L’approvvigionamento energetico sta mutando radicalmente a livello mondiale e i mercati dell’energia sono in piena trasformazione. Al fine di reagire a questi mutamenti e garantire alla Svizzera un approvvigionamento energetico sicuro anche in futuro, il Consiglio federale e il Parlamento intendono riorganizzare gradualmente il nostro sistema energetico con la Strategia energetica 2050. Un primo passo in questa direzione consiste nella revisione della legge federale sull’energia, sulla quale siamo chiamati a esprimerci il 21 maggio. Se accettata, questa prima importante riforma permetterà di ridurre il consumo energetico, di aumentare l’efficienza energetica, di promuovere le energie rinnovabili (idrica, solare, eolica, geotermica e da biomassa), nonché di vietare la costruzione di nuove centrali nucleari. Ciò permetterà alla Svizzera di diminuire la propria dipendenza dall’importazione di energie fossili dall’estero e, parallelamente, di aumentare la quota di energia rinnovabile indigena, rafforzando l’innovazione, promuovendo gli investimenti e creando posti di lavoro a beneficio della popolazione e dell’economia del nostro Paese.

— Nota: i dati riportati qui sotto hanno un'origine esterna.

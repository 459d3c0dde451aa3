//! CLI surface, parsed with `clap`'s derive API.
use clap::{Parser, Subcommand};

#[derive(Parser)]
#[command(name = "rockcrate", about = "A minimal Linux container runtime")]
pub struct Opts {
    #[command(subcommand)]
    pub subcmd: SubCommand,
}

#[derive(Subcommand)]
pub enum SubCommand {
    /// Launch a new container from an image.
    Run(Run),
    /// Run an additional command inside an already-running container.
    Exec(Exec),
    /// List locally stored images.
    Images,
    /// Remove a locally stored image.
    Rmi(Rmi),
    /// List running containers.
    Ps,

    /// Internal: creates and pins a net namespace for a container. Not for
    /// direct use - invoked by `run` via self re-exec.
    #[command(name = "setup-netns", hide = true)]
    SetupNetns(NetnsArgs),
    /// Internal: moves a veth peer into a container's net namespace and
    /// configures it. Not for direct use.
    #[command(name = "setup-veth", hide = true)]
    SetupVeth(NetnsArgs),
    /// Internal: runs inside the freshly-cloned namespaces and execs the
    /// user command. Not for direct use.
    #[command(name = "child-mode", hide = true)]
    ChildMode(ChildModeArgs),
}

#[derive(clap::Args)]
pub struct Run {
    #[arg(long, default_value_t = -1)]
    pub mem: i64,
    #[arg(long, default_value_t = -1)]
    pub swap: i64,
    #[arg(long, default_value_t = -1)]
    pub pids: i64,
    #[arg(long, default_value_t = -1.0)]
    pub cpus: f64,
    /// Image reference, `name[:tag]`.
    pub image: String,
    /// Command to run inside the container.
    pub cmd: String,
    /// Arguments to the command.
    pub args: Vec<String>,
}

#[derive(clap::Args)]
pub struct Exec {
    pub container_id: String,
    pub cmd: String,
    pub args: Vec<String>,
}

#[derive(clap::Args)]
pub struct Rmi {
    pub image_hash: String,
}

#[derive(clap::Args)]
pub struct NetnsArgs {
    pub container_id: String,
}

#[derive(clap::Args)]
pub struct ChildModeArgs {
    #[arg(long, default_value_t = -1)]
    pub mem: i64,
    #[arg(long, default_value_t = -1)]
    pub swap: i64,
    #[arg(long, default_value_t = -1)]
    pub pids: i64,
    #[arg(long, default_value_t = -1.0)]
    pub cpus: f64,
    #[arg(long)]
    pub img: String,
    pub container_id: String,
    pub cmd: String,
    pub args: Vec<String>,
}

Quand’ero giovane la riconversione energetica verso le energie rinnovabili e l’abbandono di fossile e nucleare sembravano un sogno; oggi sono una realtà alla nostra portata. La Strategia energetica 2050 va in questa direzione e va quindi sostenuta con convinzione. Il Ticino ha molto da guadagnare da un sì alla legge. Da un punto di vista generale, ma anche per la sua condizione particolare di produttore idroelettrico, quindi di un’energia rinnovabile sostenuta dalla nuova politica energetica. Il nostro cantone potrà ad esempio usufruire del sostegno temporaneo di cui beneficeranno le grandi centrali idroelettriche che al momento, a causa dei bassi prezzi di mercato, non riescono più a coprire i costi con la loro produzione di energia. Vi invito pertanto a votare sì alla revisione della legge sull’energia, sostenendo questo importante primo passo volto a garantire al Ticino e alla Svizzera un approvvigionamento energetico più sicuro, efficiente, pulito e sostenibile.